Banco Davivienda (DAVIVI; NR /BB+ /BB+)
• Colombia based bank Davivienda reported higher profitability, higher capitalization, decent loan growth and most importantly lower problem loans, especially in their consumer loan book.
• Return on equity was 7.2%, much better than -7.7% a year ago while loan growth was 5.9% YoY coming from strength in Colombia commercial loans. Overall, the Central American loan book grew 4.9% while Colombia increased 3.5%.
• Consolidated common equity Tier 1 (CET1) capital ratio was 11.2%, increasing from 10.95% last quarter and 10.4% a year ago. The total capital adequacy ratio (CAR) was 15.6%, which was unchanged sequentially but up 100 bps from a year ago.

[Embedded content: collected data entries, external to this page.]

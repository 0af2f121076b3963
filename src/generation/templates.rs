//! # Vault Templates
//!
//! Parsing and orientation of hand-authored vault rooms.
//!
//! A template is a rectangular block of text where every character is one
//! cell:
//!
//! | Char | Terrain | Place |
//! |------|---------|-------|
//! | `#`  | wall | |
//! | `.`  | floor | |
//! | `"`  | foliage | |
//! | `:`  | rubble | |
//! | `W`  | translucent wall | |
//! | `+`  | wall until a tunnel claims it | entry point |
//! | `P`  | floor | patrol waypoint |
//! | `!`  | floor | item spot |
//! | `_`  | floor | static object spot |
//! | `?`  | existing terrain is kept | |
//!
//! Parsed templates are immutable; rotating or mirroring one returns a new
//! value.

use crate::{DelveError, DelveResult, Position, TerrainKind};
use rand::Rng;
use serde::{Deserialize, Serialize};

/// What a named spot inside a vault is for.
#[derive(Debug, Clone, Copy, PartialEq, Eq, Hash, Serialize, Deserialize)]
pub enum PlaceKind {
    /// Tunnel attachment point on the vault border
    Entry,
    /// Spot for an item
    Item,
    /// Spot for a static object such as a totem or portal
    StaticObject,
    /// Patrol waypoint for wandering monsters
    Patrol,
}

/// A named spot of a template or placed vault.
#[derive(Debug, Clone, Copy, PartialEq, Eq, Hash, Serialize, Deserialize)]
pub struct Place {
    pub pos: Position,
    pub kind: PlaceKind,
}

/// One cell of a template pattern.
#[derive(Debug, Clone, Copy, PartialEq, Eq, Hash, Serialize, Deserialize)]
pub enum TemplateCell {
    /// Stamp this terrain kind
    Terrain(TerrainKind),
    /// Leave whatever terrain is already there
    Keep,
}

/// Orientation applied to a template before placement.
///
/// The mirror (left-right flip) is applied first, then `quarter_turns`
/// clockwise rotations.
#[derive(Debug, Clone, Copy, PartialEq, Eq, Hash, Default, Serialize, Deserialize)]
pub struct Transform {
    pub quarter_turns: u8,
    pub mirrored: bool,
}

impl Transform {
    /// Picks a random orientation for a `width` x `height` template.
    ///
    /// Near-square templates take any rotation; very elongated ones are turned
    /// sideways only rarely since the level is much wider than tall.
    pub fn random<R: Rng>(rng: &mut R, width: i32, height: i32) -> Self {
        let long = width.max(height);
        let short = width.min(height);
        let sideways_one_in = if long - short <= 2 {
            2
        } else if long >= 2 * short {
            8
        } else {
            3
        };

        let base = if rng.gen_range(0..sideways_one_in) == 0 { 1 } else { 0 };
        let quarter_turns = base + 2 * rng.gen_range(0..2u8);

        Self {
            quarter_turns,
            mirrored: rng.gen_bool(0.5),
        }
    }
}

/// A parsed vault pattern with its named places.
#[derive(Debug, Clone, PartialEq, Eq, Serialize, Deserialize)]
pub struct VaultTemplate {
    width: i32,
    height: i32,
    cells: Vec<TemplateCell>,
    places: Vec<Place>,
}

impl VaultTemplate {
    /// Parses a template from its text form.
    ///
    /// Blank leading and trailing lines and trailing whitespace are ignored.
    ///
    /// # Examples
    ///
    /// ```
    /// use delve::{PlaceKind, VaultTemplate};
    ///
    /// let template = VaultTemplate::parse("#+#\n+P+\n###").unwrap();
    /// assert_eq!((template.width(), template.height()), (3, 3));
    /// assert_eq!(template.places_of(PlaceKind::Entry).count(), 3);
    /// ```
    pub fn parse(text: &str) -> DelveResult<Self> {
        let rows: Vec<&str> = text
            .lines()
            .map(str::trim_end)
            .skip_while(|line| line.is_empty())
            .collect();
        let rows: Vec<&str> = match rows.iter().rposition(|line| !line.is_empty()) {
            Some(last) => rows[..=last].to_vec(),
            None => {
                return Err(DelveError::InvalidTemplate("template is empty".to_string()));
            }
        };

        let width = rows[0].chars().count();
        let mut cells = Vec::with_capacity(width * rows.len());
        let mut places = Vec::new();

        for (y, row) in rows.iter().enumerate() {
            if row.chars().count() != width {
                return Err(DelveError::InvalidTemplate(format!(
                    "row {} has width {}, expected {}",
                    y,
                    row.chars().count(),
                    width
                )));
            }
            for (x, glyph) in row.chars().enumerate() {
                let pos = Position::new(x as i32, y as i32);
                let (cell, place) = parse_glyph(glyph).ok_or_else(|| {
                    DelveError::InvalidTemplate(format!(
                        "unknown cell '{}' at ({}, {})",
                        glyph, x, y
                    ))
                })?;
                cells.push(cell);
                if let Some(kind) = place {
                    places.push(Place { pos, kind });
                }
            }
        }

        let template = Self {
            width: width as i32,
            height: rows.len() as i32,
            cells,
            places,
        };

        if template.places_of(PlaceKind::Entry).next().is_none() {
            return Err(DelveError::InvalidTemplate(
                "template has no entry point".to_string(),
            ));
        }
        if let Some(entry) = template
            .places_of(PlaceKind::Entry)
            .find(|&pos| !template.on_edge(pos))
        {
            return Err(DelveError::InvalidTemplate(format!(
                "entry point {:?} is not on the template border",
                entry
            )));
        }

        Ok(template)
    }

    pub fn width(&self) -> i32 {
        self.width
    }

    pub fn height(&self) -> i32 {
        self.height
    }

    /// The cell at a template-local position.
    pub fn cell(&self, pos: Position) -> TemplateCell {
        self.cells[(pos.y * self.width + pos.x) as usize]
    }

    /// All named places in template-local coordinates.
    pub fn places(&self) -> &[Place] {
        &self.places
    }

    /// Template-local positions of places of one kind.
    pub fn places_of(&self, kind: PlaceKind) -> impl Iterator<Item = Position> + '_ {
        self.places
            .iter()
            .filter(move |place| place.kind == kind)
            .map(|place| place.pos)
    }

    /// Iterates over `(local position, cell)` pairs row by row.
    pub fn cells(&self) -> impl Iterator<Item = (Position, TemplateCell)> + '_ {
        let width = self.width;
        self.cells.iter().enumerate().map(move |(index, &cell)| {
            let index = index as i32;
            (Position::new(index % width, index / width), cell)
        })
    }

    fn on_edge(&self, pos: Position) -> bool {
        pos.x == 0 || pos.y == 0 || pos.x == self.width - 1 || pos.y == self.height - 1
    }

    /// Returns a copy rotated clockwise by `quarter_turns` quarter turns.
    pub fn rotated(&self, quarter_turns: u8) -> Self {
        (0..quarter_turns % 4).fold(self.clone(), |template, _| {
            // (x, y) -> (h - 1 - y, x)
            let height = template.height;
            template.remap(template.height, template.width, |pos| {
                Position::new(height - 1 - pos.y, pos.x)
            })
        })
    }

    /// Returns a copy flipped left to right.
    pub fn mirrored(&self) -> Self {
        let width = self.width;
        self.remap(self.width, self.height, |pos| {
            Position::new(width - 1 - pos.x, pos.y)
        })
    }

    /// Returns a copy with the transform applied.
    pub fn transformed(&self, transform: Transform) -> Self {
        let oriented = if transform.mirrored {
            self.mirrored()
        } else {
            self.clone()
        };
        oriented.rotated(transform.quarter_turns)
    }

    fn remap(&self, width: i32, height: i32, map: impl Fn(Position) -> Position) -> Self {
        let mut cells = vec![TemplateCell::Keep; (width * height) as usize];
        for (pos, cell) in self.cells() {
            let target = map(pos);
            cells[(target.y * width + target.x) as usize] = cell;
        }
        let places = self
            .places
            .iter()
            .map(|place| Place {
                pos: map(place.pos),
                kind: place.kind,
            })
            .collect();

        Self {
            width,
            height,
            cells,
            places,
        }
    }
}

fn parse_glyph(glyph: char) -> Option<(TemplateCell, Option<PlaceKind>)> {
    use TemplateCell::{Keep, Terrain};

    let parsed = match glyph {
        '#' => (Terrain(TerrainKind::Wall), None),
        '.' => (Terrain(TerrainKind::Floor), None),
        '"' => (Terrain(TerrainKind::Foliage), None),
        ':' => (Terrain(TerrainKind::Rubble), None),
        'W' => (Terrain(TerrainKind::TranslucentWall), None),
        '+' => (Terrain(TerrainKind::Wall), Some(PlaceKind::Entry)),
        'P' => (Terrain(TerrainKind::Floor), Some(PlaceKind::Patrol)),
        '!' => (Terrain(TerrainKind::Floor), Some(PlaceKind::Item)),
        '_' => (Terrain(TerrainKind::Floor), Some(PlaceKind::StaticObject)),
        '?' => (Keep, None),
        _ => return None,
    };
    Some(parsed)
}
//! # Delve
//!
//! Procedural level generation for cave-and-vault roguelike dungeons.
//!
//! ## Architecture Overview
//!
//! A level is built in a single synchronous call that is a pure function of the
//! configuration, the vault library and the state of the caller's random source.
//! Each generation attempt runs the same pipeline:
//!
//! - **Terrain Synthesizer**: fills the grid with a stochastic cave shape
//! - **Foliage Overlay**: stamps an independent foliage pattern onto the floor
//! - **Vault Placer**: fits hand-authored room templates without overlap
//! - **Vault Connector**: carves tunnels along weighted shortest paths
//! - **Validator & Pruner**: walls off anything unreachable from the start
//! - **Waypoint Extractor**: collects patrol points for monster AI
//!
//! Attempts whose pruned passable area is too small are discarded wholesale and
//! retried, so callers only ever receive a fully connected level.
//!
//! ```
//! use delve::{GenerationConfig, Generator, LevelGenerator};
//!
//! let config = GenerationConfig::new(7);
//! let mut rng = delve::generation::utils::create_rng(&config);
//! let level = LevelGenerator::new().generate(&config, &mut rng).unwrap();
//! assert!(level.passable_cells > config.min_passable_cells);
//! ```

pub mod generation;
pub mod map;
pub mod utils;

pub use generation::*;
pub use map::*;
pub use utils::*;

/// Core error type for level generation.
#[derive(thiserror::Error, Debug)]
pub enum DelveError {
    /// I/O operation failed
    #[error("I/O error: {0}")]
    Io(#[from] std::io::Error),

    /// Serialization/deserialization error
    #[error("Serialization error: {0}")]
    Serde(#[from] serde_json::Error),

    /// Generation configuration is unusable
    #[error("Invalid configuration: {0}")]
    InvalidConfig(String),

    /// A vault template could not be parsed
    #[error("Invalid vault template: {0}")]
    InvalidTemplate(String),

    /// Generation failed
    #[error("Generation failed: {0}")]
    GenerationFailed(String),

    /// No tunnel route exists between two entry points. The tunnel cost
    /// function keeps every cell traversable, so this indicates a defect.
    #[error("No tunnel path from {from:?} to {to:?}")]
    TunnelPathNotFound { from: Position, to: Position },
}

/// Result type used throughout the Delve codebase.
pub type DelveResult<T> = Result<T, DelveError>;

/// Version information for the crate.
pub const VERSION: &str = env!("CARGO_PKG_VERSION");

/// Default generation constants.
pub mod config {
    /// Default dungeon width in cells
    pub const DEFAULT_DUNGEON_WIDTH: i32 = 80;

    /// Default dungeon height in cells
    pub const DEFAULT_DUNGEON_HEIGHT: i32 = 21;

    /// Passable cells an accepted level must exceed on the default grid
    pub const DEFAULT_MIN_PASSABLE_CELLS: usize = 1000;

    /// Largest grid, in cells, a config may ask for
    pub const MAX_DUNGEON_CELLS: i64 = 1 << 22;

    /// Highest acceptance threshold as a share of the interior cells
    pub const MAX_PASSABLE_DENSITY: f64 = 0.75;
}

• At the Colombia bank level CET1 was 12.1%, 510bps above the regulatory requirement and CAR was 18.3%, 678bps above the regulatory level.
• The past due loan ratio (PDL) was unchanged sequentially at 4.42% but was down 42 bps from a year ago. Consumer loans, where the bank has had issues in the past, was a much improved 3.92%, down from 6.04% a year ago due to improvement in the Colombia consumer loan book of 279bps.
• The improvement in loan quality allowed the bank to reduce provisions for loan losses by 51% YoY and drove the overall higher profitability for the company.
• Davivienda has one USD bond outstanding, the Tier 1 Perps (DAVIVI; B2 /NR /B) which were last quoted on Bloomberg at USD86.25 but market sources saw the bonds higher. At quarter end 2025 bonds were quoted USD87.55 and at year end 2024 they were quoted at USD86.25.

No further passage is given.